» **Assignment**:
The answer should consist of each line below that contains the word "crates".

» **Data under study**:
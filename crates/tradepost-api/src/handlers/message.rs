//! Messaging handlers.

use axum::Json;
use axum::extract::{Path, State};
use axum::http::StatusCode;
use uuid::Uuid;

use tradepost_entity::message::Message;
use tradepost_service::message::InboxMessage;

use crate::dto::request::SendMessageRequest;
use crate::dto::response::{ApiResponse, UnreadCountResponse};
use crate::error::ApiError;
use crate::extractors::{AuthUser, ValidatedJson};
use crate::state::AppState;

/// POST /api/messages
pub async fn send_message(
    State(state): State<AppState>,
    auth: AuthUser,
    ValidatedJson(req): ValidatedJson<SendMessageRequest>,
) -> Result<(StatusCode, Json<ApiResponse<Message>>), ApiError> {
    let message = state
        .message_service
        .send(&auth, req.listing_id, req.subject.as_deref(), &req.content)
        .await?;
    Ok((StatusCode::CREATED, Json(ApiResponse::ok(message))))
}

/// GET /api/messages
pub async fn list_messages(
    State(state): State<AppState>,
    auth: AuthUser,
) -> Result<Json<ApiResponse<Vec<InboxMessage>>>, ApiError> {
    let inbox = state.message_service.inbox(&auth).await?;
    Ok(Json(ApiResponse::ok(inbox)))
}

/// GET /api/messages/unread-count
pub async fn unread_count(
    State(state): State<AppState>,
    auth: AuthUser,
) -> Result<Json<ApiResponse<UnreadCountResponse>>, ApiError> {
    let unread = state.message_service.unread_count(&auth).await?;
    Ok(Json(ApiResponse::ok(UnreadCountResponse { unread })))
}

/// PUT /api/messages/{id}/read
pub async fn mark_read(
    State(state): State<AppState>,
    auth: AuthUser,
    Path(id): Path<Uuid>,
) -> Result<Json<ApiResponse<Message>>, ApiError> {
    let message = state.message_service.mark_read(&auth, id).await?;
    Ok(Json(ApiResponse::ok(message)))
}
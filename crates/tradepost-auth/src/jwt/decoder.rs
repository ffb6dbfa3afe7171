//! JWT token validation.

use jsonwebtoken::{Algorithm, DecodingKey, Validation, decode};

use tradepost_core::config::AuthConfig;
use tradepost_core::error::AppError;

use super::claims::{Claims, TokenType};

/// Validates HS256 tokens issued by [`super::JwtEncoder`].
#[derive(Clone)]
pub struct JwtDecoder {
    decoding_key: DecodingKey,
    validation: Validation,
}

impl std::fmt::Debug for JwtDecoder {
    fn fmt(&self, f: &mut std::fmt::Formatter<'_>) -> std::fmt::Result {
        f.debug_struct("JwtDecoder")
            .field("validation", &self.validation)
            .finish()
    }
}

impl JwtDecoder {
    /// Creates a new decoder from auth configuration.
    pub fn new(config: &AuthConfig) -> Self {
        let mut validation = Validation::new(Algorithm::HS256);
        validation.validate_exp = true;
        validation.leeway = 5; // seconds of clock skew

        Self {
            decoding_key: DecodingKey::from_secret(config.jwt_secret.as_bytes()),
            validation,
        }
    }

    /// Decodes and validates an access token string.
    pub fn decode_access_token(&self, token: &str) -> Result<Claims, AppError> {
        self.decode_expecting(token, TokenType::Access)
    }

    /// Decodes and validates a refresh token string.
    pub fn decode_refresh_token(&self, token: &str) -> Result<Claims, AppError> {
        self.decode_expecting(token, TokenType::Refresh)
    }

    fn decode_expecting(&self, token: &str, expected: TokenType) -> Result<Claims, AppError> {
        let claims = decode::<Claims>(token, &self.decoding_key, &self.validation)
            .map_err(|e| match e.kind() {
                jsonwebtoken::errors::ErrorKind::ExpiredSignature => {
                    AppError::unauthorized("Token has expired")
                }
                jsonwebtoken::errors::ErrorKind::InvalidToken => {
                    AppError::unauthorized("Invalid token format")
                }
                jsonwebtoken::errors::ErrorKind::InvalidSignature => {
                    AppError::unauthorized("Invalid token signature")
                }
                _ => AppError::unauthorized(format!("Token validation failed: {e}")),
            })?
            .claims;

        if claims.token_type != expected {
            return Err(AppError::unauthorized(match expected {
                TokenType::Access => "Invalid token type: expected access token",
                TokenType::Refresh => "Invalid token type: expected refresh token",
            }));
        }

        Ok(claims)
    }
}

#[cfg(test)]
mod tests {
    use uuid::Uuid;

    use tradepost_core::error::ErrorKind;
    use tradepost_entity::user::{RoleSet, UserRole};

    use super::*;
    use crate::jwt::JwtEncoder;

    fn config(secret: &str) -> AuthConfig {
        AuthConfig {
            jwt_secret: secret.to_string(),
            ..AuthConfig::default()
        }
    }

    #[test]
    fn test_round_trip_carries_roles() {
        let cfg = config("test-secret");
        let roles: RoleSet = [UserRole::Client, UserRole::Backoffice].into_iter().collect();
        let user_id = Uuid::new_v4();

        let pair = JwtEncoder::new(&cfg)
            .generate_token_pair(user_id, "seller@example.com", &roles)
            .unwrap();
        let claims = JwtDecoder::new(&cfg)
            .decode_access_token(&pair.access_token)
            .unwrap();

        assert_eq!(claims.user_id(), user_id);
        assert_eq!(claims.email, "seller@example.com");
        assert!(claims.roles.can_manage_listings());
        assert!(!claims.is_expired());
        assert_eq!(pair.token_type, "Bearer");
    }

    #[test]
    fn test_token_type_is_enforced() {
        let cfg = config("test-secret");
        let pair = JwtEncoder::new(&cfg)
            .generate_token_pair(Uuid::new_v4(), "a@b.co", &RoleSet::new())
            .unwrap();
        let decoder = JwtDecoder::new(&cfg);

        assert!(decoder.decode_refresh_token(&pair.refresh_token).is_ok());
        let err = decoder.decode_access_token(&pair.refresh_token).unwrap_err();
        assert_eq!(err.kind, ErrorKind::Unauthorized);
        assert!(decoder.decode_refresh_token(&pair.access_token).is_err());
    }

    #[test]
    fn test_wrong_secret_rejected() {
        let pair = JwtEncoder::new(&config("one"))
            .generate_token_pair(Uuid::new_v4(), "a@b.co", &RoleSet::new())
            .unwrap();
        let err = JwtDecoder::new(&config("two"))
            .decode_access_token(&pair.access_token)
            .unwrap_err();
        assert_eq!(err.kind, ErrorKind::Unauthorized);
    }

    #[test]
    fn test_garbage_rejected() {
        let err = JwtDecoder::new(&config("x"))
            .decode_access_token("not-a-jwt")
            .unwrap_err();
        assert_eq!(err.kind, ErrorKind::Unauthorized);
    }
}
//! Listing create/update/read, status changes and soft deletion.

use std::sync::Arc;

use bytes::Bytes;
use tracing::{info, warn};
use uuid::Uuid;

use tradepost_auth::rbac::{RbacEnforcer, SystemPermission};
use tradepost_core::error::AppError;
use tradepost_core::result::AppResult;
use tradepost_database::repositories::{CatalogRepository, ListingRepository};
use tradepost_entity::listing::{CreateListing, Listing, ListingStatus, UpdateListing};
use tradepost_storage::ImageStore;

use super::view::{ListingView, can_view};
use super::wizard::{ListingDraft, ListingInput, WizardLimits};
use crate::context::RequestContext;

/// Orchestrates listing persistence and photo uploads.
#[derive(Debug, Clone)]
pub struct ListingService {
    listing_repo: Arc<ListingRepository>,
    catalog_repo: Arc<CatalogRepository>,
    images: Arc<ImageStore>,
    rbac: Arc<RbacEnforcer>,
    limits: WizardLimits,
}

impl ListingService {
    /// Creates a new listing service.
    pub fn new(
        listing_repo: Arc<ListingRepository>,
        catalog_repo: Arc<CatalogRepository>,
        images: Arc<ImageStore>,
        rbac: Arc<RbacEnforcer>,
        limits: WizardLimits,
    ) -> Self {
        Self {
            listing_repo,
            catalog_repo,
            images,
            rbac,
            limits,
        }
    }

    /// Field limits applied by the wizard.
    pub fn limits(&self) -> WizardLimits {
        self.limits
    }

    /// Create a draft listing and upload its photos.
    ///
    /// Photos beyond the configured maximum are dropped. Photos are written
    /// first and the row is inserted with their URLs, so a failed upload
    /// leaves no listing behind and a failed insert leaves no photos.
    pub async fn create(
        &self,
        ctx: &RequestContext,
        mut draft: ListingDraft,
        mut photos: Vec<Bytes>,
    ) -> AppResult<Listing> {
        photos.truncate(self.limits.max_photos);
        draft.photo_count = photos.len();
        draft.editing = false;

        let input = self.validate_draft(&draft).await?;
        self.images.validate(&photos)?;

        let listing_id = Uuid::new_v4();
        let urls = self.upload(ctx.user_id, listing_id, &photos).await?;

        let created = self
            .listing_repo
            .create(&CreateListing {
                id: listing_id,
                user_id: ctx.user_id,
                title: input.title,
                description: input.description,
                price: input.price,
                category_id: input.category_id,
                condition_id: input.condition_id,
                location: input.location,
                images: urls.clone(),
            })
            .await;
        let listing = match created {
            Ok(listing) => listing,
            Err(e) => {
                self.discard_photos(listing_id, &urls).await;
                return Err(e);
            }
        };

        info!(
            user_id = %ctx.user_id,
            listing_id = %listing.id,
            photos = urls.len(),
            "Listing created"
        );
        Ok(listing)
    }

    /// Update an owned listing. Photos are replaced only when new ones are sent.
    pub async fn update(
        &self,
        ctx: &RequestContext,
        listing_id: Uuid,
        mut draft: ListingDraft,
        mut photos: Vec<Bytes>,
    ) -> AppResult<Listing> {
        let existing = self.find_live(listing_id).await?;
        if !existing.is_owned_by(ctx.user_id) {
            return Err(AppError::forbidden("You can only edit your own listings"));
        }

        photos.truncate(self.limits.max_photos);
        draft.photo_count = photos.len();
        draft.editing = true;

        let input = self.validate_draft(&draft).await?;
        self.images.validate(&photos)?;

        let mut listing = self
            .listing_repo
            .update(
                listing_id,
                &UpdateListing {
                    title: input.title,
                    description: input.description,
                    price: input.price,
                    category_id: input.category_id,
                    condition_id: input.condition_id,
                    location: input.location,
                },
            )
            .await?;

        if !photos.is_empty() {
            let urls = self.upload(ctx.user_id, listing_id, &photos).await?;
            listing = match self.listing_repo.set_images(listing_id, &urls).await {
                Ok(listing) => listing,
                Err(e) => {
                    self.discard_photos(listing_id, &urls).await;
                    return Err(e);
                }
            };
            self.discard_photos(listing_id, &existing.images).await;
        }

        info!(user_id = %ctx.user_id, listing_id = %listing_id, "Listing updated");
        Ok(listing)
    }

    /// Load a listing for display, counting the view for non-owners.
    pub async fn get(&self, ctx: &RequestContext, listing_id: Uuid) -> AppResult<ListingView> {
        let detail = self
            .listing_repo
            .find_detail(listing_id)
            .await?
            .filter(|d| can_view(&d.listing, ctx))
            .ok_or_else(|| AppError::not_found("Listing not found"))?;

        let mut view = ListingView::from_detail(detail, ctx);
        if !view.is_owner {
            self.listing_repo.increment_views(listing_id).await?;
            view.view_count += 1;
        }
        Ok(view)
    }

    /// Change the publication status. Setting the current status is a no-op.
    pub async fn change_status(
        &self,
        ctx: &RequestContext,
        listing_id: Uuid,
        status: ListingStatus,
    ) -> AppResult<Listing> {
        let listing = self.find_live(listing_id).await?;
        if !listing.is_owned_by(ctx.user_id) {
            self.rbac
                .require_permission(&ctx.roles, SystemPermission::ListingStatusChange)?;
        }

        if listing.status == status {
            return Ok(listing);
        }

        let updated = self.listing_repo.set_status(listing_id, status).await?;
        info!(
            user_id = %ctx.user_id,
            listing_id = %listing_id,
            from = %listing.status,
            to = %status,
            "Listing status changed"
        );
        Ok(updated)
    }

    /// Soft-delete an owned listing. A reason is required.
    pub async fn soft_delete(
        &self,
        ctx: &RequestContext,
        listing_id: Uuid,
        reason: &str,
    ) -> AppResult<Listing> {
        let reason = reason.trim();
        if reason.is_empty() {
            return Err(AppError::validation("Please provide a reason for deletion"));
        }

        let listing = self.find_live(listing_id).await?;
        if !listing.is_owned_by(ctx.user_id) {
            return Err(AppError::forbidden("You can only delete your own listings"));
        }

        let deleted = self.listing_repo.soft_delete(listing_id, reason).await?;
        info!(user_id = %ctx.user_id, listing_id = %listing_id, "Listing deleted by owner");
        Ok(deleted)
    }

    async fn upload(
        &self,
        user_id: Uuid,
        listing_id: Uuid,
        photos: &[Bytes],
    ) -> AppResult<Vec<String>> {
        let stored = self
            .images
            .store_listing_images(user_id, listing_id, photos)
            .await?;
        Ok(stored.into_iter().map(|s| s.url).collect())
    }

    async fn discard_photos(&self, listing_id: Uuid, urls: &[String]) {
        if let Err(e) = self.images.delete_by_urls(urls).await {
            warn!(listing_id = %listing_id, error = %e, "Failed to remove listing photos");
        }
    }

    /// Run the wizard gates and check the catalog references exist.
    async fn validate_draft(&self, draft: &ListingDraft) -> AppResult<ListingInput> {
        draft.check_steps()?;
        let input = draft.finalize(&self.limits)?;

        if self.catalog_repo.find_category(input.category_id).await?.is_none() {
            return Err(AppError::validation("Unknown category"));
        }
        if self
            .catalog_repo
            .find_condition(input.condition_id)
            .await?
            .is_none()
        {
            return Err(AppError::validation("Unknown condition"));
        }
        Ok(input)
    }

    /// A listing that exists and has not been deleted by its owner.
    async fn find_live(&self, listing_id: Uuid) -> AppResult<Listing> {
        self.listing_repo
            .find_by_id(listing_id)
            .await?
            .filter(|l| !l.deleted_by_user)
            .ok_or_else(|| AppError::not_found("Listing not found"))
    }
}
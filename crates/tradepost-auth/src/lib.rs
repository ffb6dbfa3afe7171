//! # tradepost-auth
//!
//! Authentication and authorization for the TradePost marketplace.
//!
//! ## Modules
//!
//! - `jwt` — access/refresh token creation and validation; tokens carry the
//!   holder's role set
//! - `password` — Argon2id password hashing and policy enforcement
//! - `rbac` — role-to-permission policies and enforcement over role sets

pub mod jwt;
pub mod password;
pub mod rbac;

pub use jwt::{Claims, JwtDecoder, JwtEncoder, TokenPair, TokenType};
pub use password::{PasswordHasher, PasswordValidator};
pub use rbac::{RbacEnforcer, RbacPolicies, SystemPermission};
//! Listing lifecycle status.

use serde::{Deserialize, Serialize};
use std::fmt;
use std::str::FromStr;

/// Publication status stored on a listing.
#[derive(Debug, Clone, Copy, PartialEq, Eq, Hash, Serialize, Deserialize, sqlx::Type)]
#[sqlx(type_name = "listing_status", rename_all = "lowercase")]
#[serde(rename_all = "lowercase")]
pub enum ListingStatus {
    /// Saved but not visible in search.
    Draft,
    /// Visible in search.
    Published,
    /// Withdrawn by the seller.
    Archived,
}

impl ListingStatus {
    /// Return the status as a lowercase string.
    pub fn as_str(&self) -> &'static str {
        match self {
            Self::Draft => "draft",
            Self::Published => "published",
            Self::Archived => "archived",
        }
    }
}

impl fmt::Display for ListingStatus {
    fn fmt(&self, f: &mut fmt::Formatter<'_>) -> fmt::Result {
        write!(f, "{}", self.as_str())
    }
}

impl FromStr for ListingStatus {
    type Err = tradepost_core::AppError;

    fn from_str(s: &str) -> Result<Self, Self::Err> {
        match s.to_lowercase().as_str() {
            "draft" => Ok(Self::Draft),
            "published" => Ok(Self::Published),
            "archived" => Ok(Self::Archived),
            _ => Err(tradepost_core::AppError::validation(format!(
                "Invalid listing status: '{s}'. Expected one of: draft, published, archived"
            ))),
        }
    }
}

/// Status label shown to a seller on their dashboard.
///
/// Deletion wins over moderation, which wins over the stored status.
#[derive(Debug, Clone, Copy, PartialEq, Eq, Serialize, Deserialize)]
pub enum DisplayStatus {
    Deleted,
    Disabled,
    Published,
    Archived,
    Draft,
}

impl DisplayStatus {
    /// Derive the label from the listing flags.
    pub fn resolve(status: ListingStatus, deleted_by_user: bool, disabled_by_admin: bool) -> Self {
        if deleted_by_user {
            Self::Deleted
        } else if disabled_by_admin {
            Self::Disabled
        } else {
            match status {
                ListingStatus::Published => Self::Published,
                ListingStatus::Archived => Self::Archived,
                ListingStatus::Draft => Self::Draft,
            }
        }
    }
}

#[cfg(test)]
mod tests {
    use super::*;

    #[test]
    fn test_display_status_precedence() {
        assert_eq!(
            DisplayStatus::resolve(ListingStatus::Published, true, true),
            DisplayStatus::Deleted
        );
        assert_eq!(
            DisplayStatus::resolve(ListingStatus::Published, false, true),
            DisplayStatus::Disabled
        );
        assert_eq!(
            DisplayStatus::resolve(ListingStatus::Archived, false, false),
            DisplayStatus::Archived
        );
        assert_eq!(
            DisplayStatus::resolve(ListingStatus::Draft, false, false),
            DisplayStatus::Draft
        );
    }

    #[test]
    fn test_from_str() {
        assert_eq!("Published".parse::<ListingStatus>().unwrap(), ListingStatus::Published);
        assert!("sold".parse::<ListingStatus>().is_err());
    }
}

» **Answer to the problem**:
filename crates/tradepost-api/src/handlers/message.rs
filename crates/tradepost-auth/src/jwt/decoder.rs
filename crates/tradepost-auth/src/lib.rs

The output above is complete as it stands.